Touching a fat person between their thighs is challenging, especially when the person is super-obese like I was for decades. Trying to keep one’s legs wide open without dropping them, or the fear of falling off the table makes things difficult for the client/patient. When I was a midwife, I kept my exam table next to a wall so women could lean one upper leg against the wall while an assistant helped the other leg stay aloft during the exam.
Fat Sensitivity Training
I’ve taught fat sensitivity to med students and nurses at their schools, volunteering to be a “patient” for them to work on.
I will take their hands and hold them in mine to show them how to touch someone in their fat parts. I explain that the more hesitant or timid they are, the more fearful the client will be. A provider wants a patient who feels safe and comfortable with them. If you’re avoiding parts of their bodies because you are uncomfortable, what does that say to a patient?

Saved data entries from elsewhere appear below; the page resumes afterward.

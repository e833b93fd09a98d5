//! The single owned application state and its transitions.

mod state;

pub use state::*;

use std::time::{SystemTime, UNIX_EPOCH};

use tracing::{debug, info, instrument, warn};

use crate::blueprint::{self, BlueprintStore};
use crate::catalog::{Catalog, DEFAULT_LOW_CALORIE_THRESHOLD};
use crate::config::AppConfig;
use crate::domain::{Blueprint, Category, Customer, Product, ProductId};
use crate::error::SessionError;
use crate::identity::{CustomerNumber, IdentityValidator};
use crate::order::{OrderDraft, OrderError};

/// One customer's ordering session.
///
/// Every operation checks the current [`SessionState`] and either moves to
/// the next one or leaves it untouched and returns an error.
pub struct Session {
    catalog: Catalog,
    validator: IdentityValidator,
    blueprints: BlueprintStore,
    low_calorie_threshold: u32,
    state: SessionState,
}

impl Session {
    pub fn new(catalog: Catalog, validator: IdentityValidator, blueprints: BlueprintStore) -> Self {
        Self {
            catalog,
            validator,
            blueprints,
            low_calorie_threshold: DEFAULT_LOW_CALORIE_THRESHOLD,
            state: SessionState::LoggedOut,
        }
    }

    pub fn from_config(config: &AppConfig) -> Self {
        Self::new(
            Catalog::breakfast(),
            IdentityValidator::default(),
            config.blueprint_store(),
        )
        .with_low_calorie_threshold(config.low_calorie_threshold)
    }

    pub fn with_low_calorie_threshold(mut self, threshold: u32) -> Self {
        self.low_calorie_threshold = threshold;
        self
    }

    pub fn state(&self) -> &SessionState {
        &self.state
    }

    /// Logs a customer in, replacing whatever session was active.
    ///
    /// The number must be exactly eight digits after trimming.
    #[instrument(skip(self))]
    pub fn login(&mut self, number: &str) -> Result<Customer, SessionError> {
        let number = CustomerNumber::parse_strict(number)?;
        let customer = self.validator.resolve(number)?;
        info!(
            customer_name = %customer.name,
            past_orders = customer.past_orders,
            "Customer logged in"
        );
        self.state = SessionState::Browsing {
            customer: customer.clone(),
        };
        Ok(customer)
    }

    #[instrument(skip(self))]
    pub fn logout(&mut self) {
        if let Some(customer) = self.state.customer() {
            info!(customer_name = %customer.name, "Customer logged out");
        }
        self.state = SessionState::LoggedOut;
    }

    /// The catalog, optionally only the products under the low-calorie
    /// threshold.
    #[instrument(skip(self))]
    pub fn browse(&self, low_calorie_only: bool) -> Result<Vec<Product>, SessionError> {
        self.require_customer()?;
        let products = if low_calorie_only {
            self.catalog.below_calories(self.low_calorie_threshold)
        } else {
            self.catalog.all().to_vec()
        };
        debug!(count = products.len(), "Catalog listed");
        Ok(products)
    }

    /// Simple products that can be added on top of any order.
    pub fn add_ons(&self) -> Result<Vec<Product>, SessionError> {
        self.require_customer()?;
        Ok(self.catalog.by_category(Category::Simple))
    }

    pub fn blueprints(&self) -> Result<Vec<Blueprint>, SessionError> {
        self.require_customer()?;
        Ok(self.blueprints.load()?)
    }

    /// Starts an order from a catalog product.
    #[instrument(skip(self), fields(product_id = %id))]
    pub fn select_product(&mut self, id: ProductId) -> Result<OrderView, SessionError> {
        let customer = self.browsing_customer()?.clone();
        let base = self.product(id)?;
        let draft = OrderDraft::for_selection(&base);
        info!(base = %base.name, category = %base.category, lines = draft.len(), "Order started");
        Ok(self.start_building(customer, base, draft))
    }

    /// Starts an order from the saved blueprint at `index`. Lines whose
    /// product has left the catalog are skipped.
    #[instrument(skip(self))]
    pub fn reorder_blueprint(&mut self, index: usize) -> Result<OrderView, SessionError> {
        let customer = self.browsing_customer()?.clone();
        let saved = self.blueprints.get(index)?;
        let resolved = blueprint::resolve(&saved, &self.catalog);
        if !resolved.dropped.is_empty() {
            warn!(dropped = resolved.dropped.len(), "Blueprint partially resolved");
        }

        let Some(base) = resolved.lines.first().map(|line| line.product.clone()) else {
            return Err(SessionError::BlueprintUnresolvable(saved.name));
        };
        let draft = OrderDraft::from_lines(resolved.lines)?;
        info!(blueprint_name = %saved.name, lines = draft.len(), "Order started from blueprint");
        Ok(self.start_building(customer, base, draft))
    }

    #[instrument(skip(self), fields(product_id = %id))]
    pub fn add_item(&mut self, id: ProductId, quantity: u32) -> Result<OrderView, SessionError> {
        let draft = match &mut self.state {
            SessionState::Building { draft, .. } => draft,
            other => return Err(unexpected(other, "building an order")),
        };
        let product = self
            .catalog
            .get(id)
            .ok_or(SessionError::UnknownProduct(id))?;
        draft.add_item(product, quantity)?;
        self.order_view()
    }

    /// Removes the whole line at `index` of the displayed order.
    #[instrument(skip(self))]
    pub fn remove_at(&mut self, index: usize) -> Result<OrderView, SessionError> {
        let draft = self.draft_mut()?;
        draft.remove_at(index)?;
        self.order_view()
    }

    /// Removes the whole line for `id`.
    #[instrument(skip(self), fields(product_id = %id))]
    pub fn remove_product(&mut self, id: ProductId) -> Result<OrderView, SessionError> {
        let draft = self.draft_mut()?;
        draft.remove_product(id)?;
        self.order_view()
    }

    /// Takes one unit of `id` off the order.
    #[instrument(skip(self), fields(product_id = %id))]
    pub fn remove_one(&mut self, id: ProductId) -> Result<OrderView, SessionError> {
        let draft = self.draft_mut()?;
        draft.remove_one(id)?;
        self.order_view()
    }

    /// The order as it currently stands.
    pub fn order_view(&self) -> Result<OrderView, SessionError> {
        match &self.state {
            SessionState::Building {
                customer,
                base,
                draft,
            } => Ok(OrderView::new(customer, base, draft)),
            other => Err(unexpected(other, "building an order")),
        }
    }

    /// Abandons any order in progress and returns to the catalog.
    #[instrument(skip(self))]
    pub fn back_to_catalog(&mut self) -> Result<(), SessionError> {
        let customer = self.require_customer()?.clone();
        if !matches!(self.state, SessionState::Browsing { .. }) {
            debug!(from = self.state.name(), "Order discarded");
        }
        self.state = SessionState::Browsing { customer };
        Ok(())
    }

    #[instrument(skip(self))]
    pub fn proceed_to_checkout(&mut self) -> Result<CheckoutSummary, SessionError> {
        match std::mem::take(&mut self.state) {
            SessionState::Building {
                customer,
                base,
                draft,
            } => {
                if draft.is_empty() {
                    self.state = SessionState::Building {
                        customer,
                        base,
                        draft,
                    };
                    return Err(OrderError::EmptyOrder.into());
                }
                let summary = summarize(&customer, &draft);
                info!(
                    total_price = %summary.totals.total_price,
                    total_calories = summary.totals.total_calories,
                    "Checkout started"
                );
                self.state = SessionState::Checkout {
                    customer,
                    base,
                    draft,
                };
                Ok(summary)
            }
            other => Err(self.restore(other, "building an order")),
        }
    }

    /// Leaves checkout with the order unchanged.
    #[instrument(skip(self))]
    pub fn back_to_order(&mut self) -> Result<OrderView, SessionError> {
        match std::mem::take(&mut self.state) {
            SessionState::Checkout {
                customer,
                base,
                draft,
            } => Ok(self.start_building(customer, base, draft)),
            other => Err(self.restore(other, "at checkout")),
        }
    }

    /// Confirms the order, optionally saving its shape as a blueprint, and
    /// returns to the catalog.
    ///
    /// If saving the blueprint fails the session stays at checkout.
    #[instrument(skip(self))]
    pub fn confirm(&mut self, save_blueprint: bool) -> Result<Receipt, SessionError> {
        let (customer, draft) = match &self.state {
            SessionState::Checkout {
                customer, draft, ..
            } => (customer.clone(), draft),
            other => return Err(unexpected(other, "at checkout")),
        };

        let summary = summarize(&customer, draft);
        let blueprint = if save_blueprint {
            let name = Blueprint::default_name(now_millis());
            let blueprint = Blueprint::new(name, draft.blueprint_lines());
            self.blueprints.append(blueprint.clone())?;
            Some(blueprint)
        } else {
            None
        };

        info!(
            customer_name = %customer.name,
            total_price = %summary.totals.total_price,
            saved_blueprint = blueprint.is_some(),
            "Order confirmed"
        );
        self.state = SessionState::Browsing { customer };
        Ok(Receipt { summary, blueprint })
    }

    fn start_building(
        &mut self,
        customer: Customer,
        base: Product,
        draft: OrderDraft,
    ) -> OrderView {
        let view = OrderView::new(&customer, &base, &draft);
        self.state = SessionState::Building {
            customer,
            base,
            draft,
        };
        view
    }

    fn product(&self, id: ProductId) -> Result<Product, SessionError> {
        self.catalog
            .get(id)
            .cloned()
            .ok_or(SessionError::UnknownProduct(id))
    }

    fn require_customer(&self) -> Result<&Customer, SessionError> {
        self.state.customer().ok_or(SessionError::NotLoggedIn)
    }

    fn browsing_customer(&self) -> Result<&Customer, SessionError> {
        match &self.state {
            SessionState::Browsing { customer } => Ok(customer),
            other => Err(unexpected(other, "browsing")),
        }
    }

    fn draft_mut(&mut self) -> Result<&mut OrderDraft, SessionError> {
        match &mut self.state {
            SessionState::Building { draft, .. } => Ok(draft),
            other => Err(unexpected(other, "building an order")),
        }
    }

    /// Puts a state taken out with `mem::take` back and describes why it
    /// could not be used.
    fn restore(&mut self, state: SessionState, expected: &'static str) -> SessionError {
        let error = unexpected(&state, expected);
        self.state = state;
        error
    }
}

fn unexpected(state: &SessionState, expected: &'static str) -> SessionError {
    match state {
        SessionState::LoggedOut => SessionError::NotLoggedIn,
        other => SessionError::InvalidState {
            expected,
            actual: other.name(),
        },
    }
}

fn summarize(customer: &Customer, draft: &OrderDraft) -> CheckoutSummary {
    CheckoutSummary {
        customer: customer.clone(),
        lines: draft.lines().cloned().collect(),
        totals: draft.totals(),
    }
}

fn now_millis() -> u128 {
    SystemTime::now()
        .duration_since(UNIX_EPOCH)
        .unwrap_or_default()
        .as_millis()
}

For example, many of us larger folks have a pannus (the hanging belly) that goes over our mons and/or genitals. When it needs to be lifted, the provider can say, “I need to take a peek under your belly. Would you mind if I lifted it? Or would you rather help me?” That way the patient has options and the doctor or nurse-practitioner or midwife is acknowledging the (if you think “elephant in the room,” I’m gonna scream!) obstacle between the physician and where they need to look and examine.
Move with sureity.
Back to the Consent Form
I shared the consent form with family, friends, and medical folks and every one of them were just as horrified as I was.
Surveyors?
Maintenance Workers?
Vendors? (One midwife-friend said the only way she would allow a vendor in is if they were selling tacos. I howled!)
My nurse and midwife friends joined me in their shock and horror.
I go to this doctor tomorrow and will bringing this up along with discussing my pannus and dragging skin to see if I can start the process to having some skin removal in the future. As you look at the melting wax, remember, I have now lost 225 lbs. And I’m 63 years old. There was bound to be a LOT of skin draping.
I wonder who will have to stay outside the door because I didn’t sign this consent form.
Perhaps one of the other patients they brought back from the waiting room to watch a fat chick take off her clothes?
Happily, they will stay on the other side of the door.